Electrical velocimetry suggests left ventricular failure as the etiology of sudden hypoxemia, rales and wheezing immediately after cesarean delivery under general anesthesia.
Abstract Number: 208
Abstract Type: Case Report/Case Series
Sudden hypoxemia during cesarean section under general anesthesia has many possible causes, including main stem intubation, aspiration, heart failure, fluid overload, anaphylaxis and amniotic fluid embolism. Diagnosing the cause of sudden hypoxemia can be difficult and potentially useful hemodynamic measurements such as cardiac output are seldom obtained in parturients prior to the occurrence of patient deterioration, due to the invasiveness of the methods required.
We report a case of a parturient with von Willebrand’s Disease, type 2b, undergoing cesarean section under general anesthesia, who developed sudden hypoxemia, diffuse rales and wheezing, in whom electrical velocimetry corroborated a diagnosis of sudden left ventricular failure due to increased venous return at delivery, exacerbated by prior iatrogenic fluid overload.

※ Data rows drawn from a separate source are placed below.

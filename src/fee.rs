//! Fee split and fee-growth accounting. Grounded on Uniswap V3's
//! `swap_math::compute_swap_step` fee slice and `tick::update`'s
//! fee-growth-outside snapshot, generalized to the explicit
//! ceil-based LP/protocol split this engine's source oracle uses.

use alloy_primitives::U256;

use crate::math;
use crate::pool::Pool;

/// Result of splitting a gross swap input into LP fee, protocol fee,
/// and the net amount left to swap.
#[derive(Debug, Clone, Copy, PartialEq, Eq)]
pub struct FeeSplit {
    pub raw_fee: U256,
    pub lp_fee: U256,
    pub protocol_fee: U256,
}

impl FeeSplit {
    pub fn total_fee(&self) -> U256 {
        self.lp_fee + self.protocol_fee
    }
}

impl Pool {
    /// Splits `amount_in` into LP and protocol fee shares. The LP share
    /// is hard-wired to a ceil(4/5) split of the raw fee regardless of
    /// the pool's configured protocol fee ratio, matching the source
    /// oracle's literal behavior rather than the nominally-configurable
    /// one (see design notes on the hard-coded split).
    pub fn calculate_fees(&self, amount_in: U256) -> FeeSplit {
        if self.fee_rate_ppm == 0 || amount_in.is_zero() {
            return FeeSplit {
                raw_fee: U256::ZERO,
                lp_fee: U256::ZERO,
                protocol_fee: U256::ZERO,
            };
        }

        let raw_fee = math::mul_div_ceil(amount_in, U256::from(self.fee_rate_ppm), U256::from(1_000_000u64));
        if raw_fee.is_zero() {
            return FeeSplit {
                raw_fee: U256::ZERO,
                lp_fee: U256::ZERO,
                protocol_fee: U256::ZERO,
            };
        }

        let mut lp_fee = math::mul_div_ceil(raw_fee, U256::from(4u64), U256::from(5u64));
        if lp_fee.is_zero() {
            lp_fee = U256::from(1u64);
        }
        let protocol_fee = math::submod(raw_fee, lp_fee);

        FeeSplit { raw_fee, lp_fee, protocol_fee }
    }

    /// Adds `fee_amount`'s per-liquidity share to the global fee-growth
    /// accumulator for the input token. No-op when liquidity is zero:
    /// the fee is still collected (see `total_swap_fee*`) but has no
    /// liquidity to distribute across.
    pub fn update_fee_growth(&mut self, fee_amount: U256, zero_for_one: bool) {
        if self.liquidity == 0 || fee_amount.is_zero() {
            return;
        }
        let growth = math::mul_div_floor(fee_amount, U256::from(1u64) << 64, U256::from(self.liquidity));
        if zero_for_one {
            self.fee_growth_global0_x64 += growth;
        } else {
            self.fee_growth_global1_x64 += growth;
        }
    }

    /// Snapshots fee-growth-outside on the input-token side for the
    /// tick being crossed.
    pub fn update_fee_growth_outside(&mut self, tick: i32, zero_for_one: bool) {
        self.tick_book.update_fee_growth_outside(
            tick,
            zero_for_one,
            self.fee_growth_global0_x64,
            self.fee_growth_global1_x64,
        );
    }

    /// Fee growth accrued while price sat inside `[tick_lower, tick_upper)`.
    pub fn fee_growth_inside(&self, tick_lower: i32, tick_upper: i32) -> (U256, U256) {
        self.tick_book.fee_growth_inside(
            tick_lower,
            tick_upper,
            self.tick_current,
            self.fee_growth_global0_x64,
            self.fee_growth_global1_x64,
        )
    }

    /// Fees owed to a position of `liquidity` over `[tick_lower, tick_upper)`.
    pub fn estimate_position_fees(&self, tick_lower: i32, tick_upper: i32, liquidity: u128) -> (U256, U256) {
        let (inside0, inside1) = self.fee_growth_inside(tick_lower, tick_upper);
        let l = U256::from(liquidity);
        (
            math::mul_div_floor(inside0, l, U256::from(1u64) << 64),
            math::mul_div_floor(inside1, l, U256::from(1u64) << 64),
        )
    }
}

#[cfg(test)]
mod tests {
    use super::*;
    use crate::config::PoolConfig;
    use crate::math::tick_to_sqrt_price_x64;

    fn pool() -> Pool {
        Pool::new(PoolConfig::new(100, 60), tick_to_sqrt_price_x64(7))
    }

    #[test]
    fn fee_split_conserves_and_floors_lp_to_one() {
        let p = pool();
        let split = p.calculate_fees(U256::from(10_000u64));
        assert!(split.raw_fee > U256::ZERO);
        assert!(split.lp_fee >= U256::from(1u64));
        assert_eq!(split.lp_fee + split.protocol_fee, split.raw_fee);
        assert!(split.total_fee() <= U256::from(10_000u64));
    }

    #[test]
    fn zero_fee_rate_yields_zero_split() {
        let mut p = pool();
        p.fee_rate_ppm = 0;
        let split = p.calculate_fees(U256::from(10_000u64));
        assert_eq!(split.total_fee(), U256::ZERO);
    }

    #[test]
    fn update_fee_growth_is_noop_without_liquidity() {
        let mut p = pool();
        assert_eq!(p.liquidity, 0);
        p.update_fee_growth(U256::from(100u64), true);
        assert_eq!(p.fee_growth_global0_x64, U256::ZERO);
    }
}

Electrical velocimetry, a new impedance cardiography algorithm, demonstrated decreases in nominal stroke and cardiac indices during the hypoxemic episode, suggesting that the etiology may have been acute left ventricular failure. Delivery and subsequent oxytocin administration are normally followed by increased cardiac output. The deviation from normal in this case was felt to be significant. Furosemide was given and the patient’s oxygenation and auscultatory examination improved concurrently with a gradual increase in nominal stroke and cardiac indices. These findings suggested an improvement in cardiac function due to diuresis. Electrical velocimetry is easy to apply and completely painless and non-invasive. The technique derives a stroke volume from a patient size factor, ICON (an index of average aortic blood flow velocity during systole) and the duration of left ventricular ejection.